Only the lines from the opening of the material through the one containing "this condvar) is" should be reproduced, each exactly as it stands.

Given information:

= = = = =

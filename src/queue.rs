// Copyright 2025 Crrow
//
// Licensed under the Apache License, Version 2.0 (the "License");
// you may not use this file except in compliance with the License.
// You may obtain a copy of the License at
//
//      http://www.apache.org/licenses/LICENSE-2.0
//
// Unless required by applicable law or agreed to in writing, software
// distributed under the License is distributed on an "AS IS" BASIS,
// WITHOUT WARRANTIES OR CONDITIONS OF ANY KIND, either express or implied.
// See the License for the specific language governing permissions and
// limitations under the License.

//! The queue engine.
//!
//! [`BlockingQueue`] orchestrates everything the other modules provide:
//! admission and append on the producer side, cursor-driven reads and slab
//! retirement on the consumer side, and the blocking/timed wrappers around
//! both.
//!
//! ## Concurrency model
//!
//! One producer thread and one consumer thread may operate concurrently
//! without external locking; several producers (or several consumers) need
//! external serialization. The producer's cached appender and the consumer's
//! cached tailer live behind separate mutexes, so the two sides never
//! contend. The only state crossing sides is:
//!
//! - the cursor file, updated with atomic 64-bit operations, which also makes
//!   progress visible to a process on the other end of the same directory;
//! - the active slab id, published with a release store on rollover and read
//!   with an acquire load (a stale read merely defers the consumer's slab
//!   switch by one poll);
//! - the slab lock, which covers slab creation, slab deletion and the live
//!   count derived from the directory, preserving the slab cap.
//!
//! Blocking operations wait on a condition variable with a short bounded
//! slice rather than spinning: an in-process peer wakes them immediately,
//! and a peer in another process (which cannot signal this condvar) is
//! picked up at the next slice.

use std::{
    sync::atomic::{AtomicBool, AtomicU32, Ordering},
    time::{Duration, Instant},
};

use parking_lot::{Condvar, Mutex};
use snafu::{OptionExt, ensure};
use tracing::{debug, info, warn};

use crate::{
    QueueConfig, Result,
    codec::{Deserializer, Serializer},
    cursor::{INDEX_NONE, Position},
    error::{
        CancelledSnafu, ClosedSnafu, CorruptStateSnafu, EmptyQueueSnafu, QueueFullSnafu,
        SerializeSnafu, UnsupportedSnafu,
    },
    excerpt::Excerpt,
    iter::Iter,
    path,
    slab::{SlabAppender, SlabTailer},
};

/// Upper bound on one condvar wait; cross-process progress is observed at
/// this granularity.
const WAIT_SLICE: Duration = Duration::from_millis(10);

struct ProducerState {
    appender: Option<SlabAppender>,
    scratch:  Vec<u8>,
}

struct ConsumerState {
    tailer: Option<SlabTailer>,
}

/// A persistent, file-backed blocking FIFO queue.
///
/// Elements are serialized into append-only slab file pairs under the
/// configured storage directory; the consumer's position survives restarts
/// in a memory-mapped cursor file. Fully drained slabs are deleted, and an
/// optional cap on live slabs back-pressures the producer.
pub struct BlockingQueue<E> {
    config:       QueueConfig,
    serializer:   Box<dyn Serializer<E>>,
    deserializer: Box<dyn Deserializer<E>>,
    position:     Position,
    producer:     Mutex<ProducerState>,
    consumer:     Mutex<ConsumerState>,
    /// Id of the slab currently receiving appends, published on rollover.
    active_slab:  AtomicU32,
    /// Covers slab creation and deletion, and the live count derived from
    /// the directory while held.
    slab_lock:    Mutex<()>,
    wait_lock:    Mutex<()>,
    not_empty:    Condvar,
    not_full:     Condvar,
    closed:       AtomicBool,
    cancelled:    AtomicBool,
}
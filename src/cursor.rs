// Copyright 2025 Crrow
//
// Licensed under the Apache License, Version 2.0 (the "License");
// you may not use this file except in compliance with the License.
// You may obtain a copy of the License at
//
//      http://www.apache.org/licenses/LICENSE-2.0
//
// Unless required by applicable law or agreed to in writing, software
// distributed under the License is distributed on an "AS IS" BASIS,
// WITHOUT WARRANTIES OR CONDITIONS OF ANY KIND, either express or implied.
// See the License for the specific language governing permissions and
// limitations under the License.

//! The durable consumer read position.
//!
//! The position is a single 64-bit word in an 8-byte memory-mapped file,
//! packed as `(slab id << 32) | (last read excerpt index & 0xFFFF_FFFF)`.
//! Packing both halves into one word makes "advance to the next slab and
//! forget the index" a single atomic store, so no torn intermediate state is
//! ever observable — not by the other side of the queue, and not by a process
//! that reopens the file after a crash.
//!
//! The index half is a signed 32-bit value; `-1` means "no excerpt of the
//! current slab has been read yet".

use std::{fs::OpenOptions, path::Path, sync::atomic::{AtomicU64, Ordering}};

use memmap2::{MmapMut, MmapOptions};

use crate::Result;

/// Sentinel index: no excerpt of the cursor's slab has been read.
pub(crate) const INDEX_NONE: i32 = -1;

const POSITION_FILE_SIZE: u64 = 8;

/// The consumer's persistent `(slab, index)` read position.
///
/// All accessors go through a single `AtomicU64` view of the mapping, so a
/// producer and a consumer in different processes observe each other's
/// updates. The mapping is page-aligned, which guarantees the 8-byte
/// alignment platform atomics require.
pub(crate) struct Position {
    mmap: MmapMut,
}

impl Position {
    /// Map the position file, creating it (zero-filled) if absent.
    ///
    /// A fresh file reads as 0; the queue engine is responsible for replacing
    /// that with `(head slab, -1)` on first open.
    pub(crate) fn open<P: AsRef<Path>>(path: P) -> Result<Self> {
        let file = OpenOptions::new()
            .read(true)
            .write(true)
            .create(true)
            .truncate(false)
            .open(path.as_ref())?;
        file.set_len(POSITION_FILE_SIZE)?;

        let mmap = unsafe {
            MmapOptions::new()
                .len(POSITION_FILE_SIZE as usize)
                .map_mut(&file)?
        };

        Ok(Self { mmap })
    }

    fn cell(&self) -> &AtomicU64 {
        debug_assert_eq!(self.mmap.as_ptr() as usize % 8, 0);
        // Safety: the mapping is exactly 8 bytes and page-aligned, and every
        // access anywhere goes through this atomic view.
        unsafe { &*self.mmap.as_ptr().cast::<AtomicU64>() }
    }

    pub(crate) fn get(&self) -> u64 { self.cell().load(Ordering::Acquire) }

    pub(crate) fn set(&self, value: u64) { self.cell().store(value, Ordering::Release) }

    pub(crate) fn compare_and_swap(&self, expected: u64, next: u64) -> bool {
        self.cell()
            .compare_exchange(expected, next, Ordering::AcqRel, Ordering::Acquire)
            .is_ok()
    }

    /// Slab id, the high 32 bits.
    pub(crate) fn slab(&self) -> u32 { (self.get() >> 32) as u32 }

    /// Replace the slab id, preserving the index half.
    pub(crate) fn set_slab(&self, slab: u32) {
        let index_half = self.get() & 0xFFFF_FFFF;
        self.set((u64::from(slab) << 32) | index_half);
    }

    /// Last read excerpt index, the low 32 bits. `-1` means none.
    pub(crate) fn index(&self) -> i32 { self.get() as u32 as i32 }

    /// Replace the index, preserving the slab half.
    ///
    /// The value is masked to its low 32 bits so the `-1` sentinel does not
    /// sign-extend into the slab half.
    pub(crate) fn set_index(&self, index: i32) {
        let slab_half = self.get() & 0xFFFF_FFFF_0000_0000;
        self.set(slab_half | u64::from(index as u32));
    }

    /// Move to the next slab with the "nothing read" sentinel, in one atomic
    /// store. Returns the new slab id.
    pub(crate) fn advance_slab(&self) -> u32 {
        let next = self.slab() + 1;
        self.set((u64::from(next) << 32) | u64::from(INDEX_NONE as u32));
        next
    }

    pub(crate) fn flush(&self) -> Result<()> {
        self.mmap.flush()?;
        Ok(())
    }
}
// Copyright 2025 Crrow
//
// Licensed under the Apache License, Version 2.0 (the "License");
// you may not use this file except in compliance with the License.
// You may obtain a copy of the License at
//
//      http://www.apache.org/licenses/LICENSE-2.0
//
// Unless required by applicable law or agreed to in writing, software
// distributed under the License is distributed on an "AS IS" BASIS,
// WITHOUT WARRANTIES OR CONDITIONS OF ANY KIND, either express or implied.
// See the License for the specific language governing permissions and
// limitations under the License.

//! Benchmarks for the blocking queue.
//!
//! Measures:
//! - Offer latency at different payload sizes
//! - Drain (poll) throughput
//! - A full produce-then-consume cycle

use std::hint::black_box;

use chronicle_blocking_queue::{BlockingQueue, QueueBuilder, Result};
use criterion::{BatchSize, BenchmarkId, Criterion, Throughput, criterion_group, criterion_main};
use tempfile::TempDir;

/// Payload sizes to benchmark (bytes).
const PAYLOAD_SIZES: &[usize] = &[64, 256, 1024, 4096];

/// Messages per throughput measurement.
const BATCH: usize = 1_000;

fn write_raw(value: &Vec<u8>, buf: &mut Vec<u8>) -> Result<()> {
    buf.extend_from_slice(value);
    Ok(())
}

fn read_raw(bytes: &[u8]) -> Result<Vec<u8>> { Ok(bytes.to_vec()) }

/// A raw-bytes queue in a fresh temporary directory, sized so the benches
/// exercise rollover without unbounded disk use.
fn create_queue(temp_dir: &TempDir) -> BlockingQueue<Vec<u8>> {
    QueueBuilder::new(temp_dir.path())
        .name("bench")
        .slab_block_size(16 * 1024 * 1024)
        .message_capacity(64 * 1024)
        .serializer(write_raw)
        .deserializer(read_raw)
        .build_with_codec()
        .unwrap()
}

fn bench_offer(c: &mut Criterion) {
    let mut group = c.benchmark_group("offer");

    for &size in PAYLOAD_SIZES {
        group.throughput(Throughput::Bytes((size * BATCH) as u64));
        group.bench_with_input(BenchmarkId::from_parameter(size), &size, |b, &size| {
            let temp_dir = TempDir::new().unwrap();
            let queue = create_queue(&temp_dir);
            let payload = vec![0xAB; size];

            b.iter(|| {
                for _ in 0..BATCH {
                    assert!(queue.offer(black_box(payload.clone())).unwrap());
                }
                let mut sink = Vec::with_capacity(BATCH);
                queue.drain_to(&mut sink, BATCH).unwrap();
            });
        });
    }

    group.finish();
}

fn bench_drain(c: &mut Criterion) {
    let mut group = c.benchmark_group("drain");

    for &size in &[64usize, 1024] {
        group.throughput(Throughput::Bytes((size * BATCH) as u64));
        group.bench_with_input(BenchmarkId::from_parameter(size), &size, |b, &size| {
            let temp_dir = TempDir::new().unwrap();
            let queue = create_queue(&temp_dir);
            let payload = vec![0xCD; size];

            b.iter_batched(
                || {
                    for _ in 0..BATCH {
                        queue.offer(payload.clone()).unwrap();
                    }
                },
                |()| {
                    let mut sink = Vec::with_capacity(BATCH);
                    queue.drain_to(&mut sink, BATCH).unwrap();
                    black_box(sink)
                },
                BatchSize::PerIteration,
            );
        });
    }

    group.finish();
}

fn bench_peek(c: &mut Criterion) {
    let temp_dir = TempDir::new().unwrap();
    let queue = create_queue(&temp_dir);
    queue.offer(vec![0xEF; 256]).unwrap();

    c.bench_function("peek", |b| {
        b.iter(|| black_box(queue.peek().unwrap()));
    });
}

criterion_group!(benches, bench_offer, bench_drain, bench_peek);
criterion_main!(benches);
//! Redis-backed durable cache for ticker batches.

use super::source::{sort_snapshot, LocalSource};
use super::types::CoinRecord;
use crate::config::Config;
use crate::error::{FeedError, Result};
use async_trait::async_trait;
use log::{debug, error, info, warn};
use redis::{aio::ConnectionManager, AsyncCommands};
use std::collections::HashMap;
use std::fmt;
use tokio::sync::{broadcast, Mutex};

/// Cached coins stored as one JSON object (id -> record) under a single key.
/// Uses a `ConnectionManager` for automatic reconnection.
pub struct RedisLocalSource {
    conn_manager: ConnectionManager,
    redis_url: String,
    key: String,
    ttl_secs: u64,
    data_tx: broadcast::Sender<Vec<CoinRecord>>,
    error_tx: broadcast::Sender<String>,
    // Serializes read-modify-write cycles from this process.
    write_lock: Mutex<()>,
}

impl fmt::Debug for RedisLocalSource {
    fn fmt(&self, f: &mut fmt::Formatter<'_>) -> fmt::Result {
        f.debug_struct("RedisLocalSource")
            .field("redis_url", &self.redis_url)
            .field("key", &self.key)
            .field("ttl_secs", &self.ttl_secs)
            .field("conn_manager", &"<ConnectionManager instance>")
            .finish()
    }
}

impl RedisLocalSource {
    pub async fn new(
        redis_url: &str,
        key: &str,
        ttl_secs: u64,
        channel_capacity: usize,
    ) -> Result<Self> {
        info!("Initializing Redis connection manager for URL: {}", redis_url);
        let client = redis::Client::open(redis_url)?;
        let conn_manager = ConnectionManager::new(client).await.map_err(|e| {
            error!("Failed to create Redis ConnectionManager: {}", e);
            FeedError::Cache(format!("Failed to create Redis ConnectionManager: {}", e))
        })?;
        info!(
            "Redis ConnectionManager initialized successfully. Key: {}, TTL: {}s",
            key, ttl_secs
        );

        let (data_tx, _) = broadcast::channel(channel_capacity.max(1));
        let (error_tx, _) = broadcast::channel(channel_capacity.max(1));
        Ok(Self {
            conn_manager,
            redis_url: redis_url.to_string(),
            key: key.to_string(),
            ttl_secs,
            data_tx,
            error_tx,
            write_lock: Mutex::new(()),
        })
    }

    pub async fn from_config(config: &Config) -> Result<Self> {
        let redis_url = config
            .redis_url
            .as_deref()
            .ok_or_else(|| FeedError::Config("REDIS_URL is not set".to_string()))?;
        Self::new(
            redis_url,
            &config.redis_cache_key,
            config.redis_default_ttl_secs,
            config.stream_channel_capacity,
        )
        .await
    }

    async fn load(&self) -> Result<HashMap<String, CoinRecord>> {
        let mut conn = self.conn_manager.clone();
        match conn.get::<_, Option<String>>(&self.key).await? {
            Some(value_str) => {
                debug!("Cache HIT for key: {}", self.key);
                serde_json::from_str(&value_str).map_err(|e| {
                    warn!("Failed to deserialize cached JSON for key {}: {}", self.key, e);
                    FeedError::from(e)
                })
            }
            None => {
                debug!("Cache MISS for key: {}", self.key);
                Ok(HashMap::new())
            }
        }
    }

    async fn store(&self, entries: &HashMap<String, CoinRecord>) -> Result<()> {
        let value_str = serde_json::to_string(entries)?;
        let mut conn = self.conn_manager.clone();
        conn.set_ex::<_, _, ()>(&self.key, value_str, self.ttl_secs)
            .await?;
        debug!("Cache SETEX success for key: {} with TTL: {}s", self.key, self.ttl_secs);
        Ok(())
    }

    fn report(&self, err: FeedError) -> FeedError {
        let local = FeedError::Local(err.to_string());
        warn!("Redis cache failure: {}", local);
        if self.error_tx.send(local.to_string()).is_err() {
            debug!("Local error dropped: no error subscribers");
        }
        local
    }
}

/// Upserts `records` into `entries` by id and returns the ordered snapshot.
fn merge_records(entries: &mut HashMap<String, CoinRecord>, records: Vec<CoinRecord>) -> Vec<CoinRecord> {
    for record in records {
        entries.insert(record.id.clone(), record);
    }
    into_snapshot(entries)
}

fn into_snapshot(entries: &HashMap<String, CoinRecord>) -> Vec<CoinRecord> {
    let mut snapshot: Vec<CoinRecord> = entries.values().cloned().collect();
    sort_snapshot(&mut snapshot);
    snapshot
}

#[async_trait]
impl LocalSource for RedisLocalSource {
    fn data_stream(&self) -> broadcast::Receiver<Vec<CoinRecord>> {
        self.data_tx.subscribe()
    }

    fn error_stream(&self) -> broadcast::Receiver<String> {
        self.error_tx.subscribe()
    }

    async fn read_all(&self) -> Result<Vec<CoinRecord>> {
        match self.load().await {
            Ok(entries) => Ok(into_snapshot(&entries)),
            Err(e) => Err(self.report(e)),
        }
    }

    async fn write(&self, records: Vec<CoinRecord>) -> Result<()> {
        let _guard = self.write_lock.lock().await;
        let mut entries = self.load().await.map_err(|e| self.report(e))?;
        let snapshot = merge_records(&mut entries, records);
        self.store(&entries).await.map_err(|e| self.report(e))?;

        if self.data_tx.send(snapshot).is_err() {
            debug!("Local change notification dropped: no data subscribers");
        }
        Ok(())
    }
}

#[cfg(test)]
mod tests {
    use super::*;
    use pretty_assertions::assert_eq;

    #[test]
    fn test_merge_records_upserts_by_id() {
        let mut entries = HashMap::new();
        merge_records(
            &mut entries,
            vec![CoinRecord::new("btc", "BTC", 100.0), CoinRecord::new("eth", "ETH", 50.0)],
        );
        let snapshot = merge_records(&mut entries, vec![CoinRecord::new("btc", "BTC", 90.0)]);

        assert_eq!(snapshot.len(), 2);
        assert_eq!(entries["btc"].market_cap_usd, 90.0);
        assert_eq!(entries["eth"].market_cap_usd, 50.0);
    }

    #[test]
    fn test_cached_json_roundtrip_shape() {
        let mut entries = HashMap::new();
        merge_records(&mut entries, vec![CoinRecord::new("btc", "BTC", 100.0)]);
        let json = serde_json::to_string(&entries).unwrap();
        let back: HashMap<String, CoinRecord> = serde_json::from_str(&json).unwrap();
        assert_eq!(back, entries);
    }

    #[tokio::test]
    async fn test_from_config_requires_redis_url() {
        let err = RedisLocalSource::from_config(&Config::test_default())
            .await
            .unwrap_err();
        assert!(matches!(err, FeedError::Config(_)));
    }
}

= = = = =

Solution:
filename src/queue.rs
// Copyright 2025 Crrow
//
// Licensed under the Apache License, Version 2.0 (the "License");
// you may not use this file except in compliance with the License.
// You may obtain a copy of the License at
//
//      http://www.apache.org/licenses/LICENSE-2.0
//
// Unless required by applicable law or agreed to in writing, software
// distributed under the License is distributed on an "AS IS" BASIS,
// WITHOUT WARRANTIES OR CONDITIONS OF ANY KIND, either express or implied.
// See the License for the specific language governing permissions and
// limitations under the License.

//! The queue engine.
//!
//! [`BlockingQueue`] orchestrates everything the other modules provide:
//! admission and append on the producer side, cursor-driven reads and slab
//! retirement on the consumer side, and the blocking/timed wrappers around
//! both.
//!
//! ## Concurrency model
//!
//! One producer thread and one consumer thread may operate concurrently
//! without external locking; several producers (or several consumers) need
//! external serialization. The producer's cached appender and the consumer's
//! cached tailer live behind separate mutexes, so the two sides never
//! contend. The only state crossing sides is:
//!
//! - the cursor file, updated with atomic 64-bit operations, which also makes
//!   progress visible to a process on the other end of the same directory;
//! - the active slab id, published with a release store on rollover and read
//!   with an acquire load (a stale read merely defers the consumer's slab
//!   switch by one poll);
//! - the slab lock, which covers slab creation, slab deletion and the live
//!   count derived from the directory, preserving the slab cap.
//!
//! Blocking operations wait on a condition variable with a short bounded
//! slice rather than spinning: an in-process peer wakes them immediately,
//! and a peer in another process (which cannot signal this condvar) is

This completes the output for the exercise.